EMPLOYEES cannot now be forced out of work because of their age, following the abolition of the Default Retirement Age on October 1.
Before the law was changed the DRA - 65 for men for example - was one of the ways employers could legally make someone redundant.
The abolition of the DRA means employees will be able to decide when they want to retire, unless they are made redundant for another legal reason. Companies will have to review their recruitment policies to ensure they continue to stay within the law.
Liz Field, chief executive of the Financial Skills Partnership (FSP), said: “The experience and benefits older employees can bring to business should be harnessed. In these difficult economic times, older workers can add resilience to a business’ workforce offering a vital blend of hard-soft skills that allow them to react in a more productive manner to economic crises.
“This group tends to be very competent and reliable, inherently understands employer expectations and usually do not require much additional training, although such training may need to be delivered in a more flexible way.
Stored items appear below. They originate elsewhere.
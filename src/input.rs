//! Host-updated input snapshot
//!
//! The engine never installs event listeners. The host records key state and
//! pointer movement into this struct and passes it to every frame call.

use crate::consts::POINTER_PRIORITY_MS;

/// Input state for one frame
#[derive(Debug, Clone, Copy, Default)]
pub struct InputState {
    /// Left arrow / A held
    pub left_pressed: bool,
    /// Right arrow / D held
    pub right_pressed: bool,
    /// Last known pointer x in playfield coordinates
    pub pointer_x: f32,
    /// Timestamp of the last pointer move (ms), if any
    pub last_pointer_ms: Option<f64>,
}

impl InputState {
    /// Whether the pointer moved recently enough to drive the paddle
    pub fn pointer_active(&self, now_ms: f64) -> bool {
        match self.last_pointer_ms {
            Some(t) => now_ms - t < POINTER_PRIORITY_MS,
            None => false,
        }
    }

    /// Record a pointer move at the given timestamp
    pub fn pointer_moved(&mut self, x: f32, now_ms: f64) {
        self.pointer_x = x;
        self.last_pointer_ms = Some(now_ms);
    }
}

#[cfg(test)]
mod tests {
    use super::*;

    #[test]
    fn test_pointer_activity_window() {
        let mut input = InputState::default();
        assert!(!input.pointer_active(0.0));

        input.pointer_moved(120.0, 1000.0);
        assert!(input.pointer_active(1000.0));
        assert!(input.pointer_active(1499.0));
        assert!(!input.pointer_active(1500.0));
    }
}
//! Content-driven font stack selection
//!
//! Card text can arrive in any script; each rendered field picks its font
//! stack from the first matching script in a fixed priority order. This is a
//! content-generation heuristic, not a physics contract; a host that lacks
//! a font simply falls back down its own stack.

/// Script classes with dedicated font stacks
#[derive(Debug, Clone, Copy, PartialEq, Eq)]
pub enum FontScript {
    Japanese,
    Chinese,
    Korean,
    Thai,
    Arabic,
    Cyrillic,
    Latin,
}

fn in_any(c: char, ranges: &[(u32, u32)]) -> bool {
    let cp = c as u32;
    ranges.iter().any(|&(lo, hi)| cp >= lo && cp <= hi)
}

impl FontScript {
    /// Detect the script of a text. Priority order is fixed: Japanese,
    /// Chinese, Korean, Thai, Arabic, Cyrillic, then Latin. Unified CJK
    /// ideographs up to U+9FAF count as Japanese, so Chinese only wins for
    /// text using the remaining ideograph range.
    pub fn detect(text: &str) -> Self {
        let has_japanese = text
            .chars()
            .any(|c| in_any(c, &[(0x3040, 0x309F), (0x30A0, 0x30FF), (0x4E00, 0x9FAF)]));
        if has_japanese {
            return FontScript::Japanese;
        }
        if text.chars().any(|c| in_any(c, &[(0x4E00, 0x9FFF)])) {
            return FontScript::Chinese;
        }
        if text
            .chars()
            .any(|c| in_any(c, &[(0xAC00, 0xD7AF), (0x1100, 0x11FF)]))
        {
            return FontScript::Korean;
        }
        if text.chars().any(|c| in_any(c, &[(0x0E00, 0x0E7F)])) {
            return FontScript::Thai;
        }
        if text.chars().any(|c| in_any(c, &[(0x0600, 0x06FF)])) {
            return FontScript::Arabic;
        }
        if text.chars().any(|c| in_any(c, &[(0x0400, 0x04FF)])) {
            return FontScript::Cyrillic;
        }
        FontScript::Latin
    }

    /// Font stack hint for this script
    pub fn font_stack(&self) -> &'static str {
        match self {
            FontScript::Japanese => "\"DotGothic16\", monospace",
            FontScript::Chinese => "\"ZCOOL QingKe HuangYou\", \"Noto Sans SC\", sans-serif",
            FontScript::Korean => "\"Noto Sans KR\", sans-serif",
            FontScript::Thai => "\"Noto Sans Thai\", sans-serif",
            FontScript::Arabic => "\"Noto Sans Arabic\", sans-serif",
            FontScript::Cyrillic => "\"Silkscreen\", \"Press Start 2P\", monospace",
            FontScript::Latin => "\"Bitcount Prop Single\", \"DotGothic16\", monospace",
        }
    }
}

/// Font stack for a text, via script detection
pub fn font_stack_for(text: &str) -> &'static str {
    FontScript::detect(text).font_stack()
}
In some ways this group actually beats their younger counterparts in areas like soft skills including; attitude, work ethic, teamwork ability, problem solving and commitment by using the total sum of their life skills and work experiences – all of which are highly valued by employers.”
The legislation marked the completion of the phasing out of the retirement age which began in April when employers were no longer able to issue notifications for compulsory retirement using the DRA procedure. Employers are now being urged to consider a more flexible approach to recruitment and utilise the valuable skills base.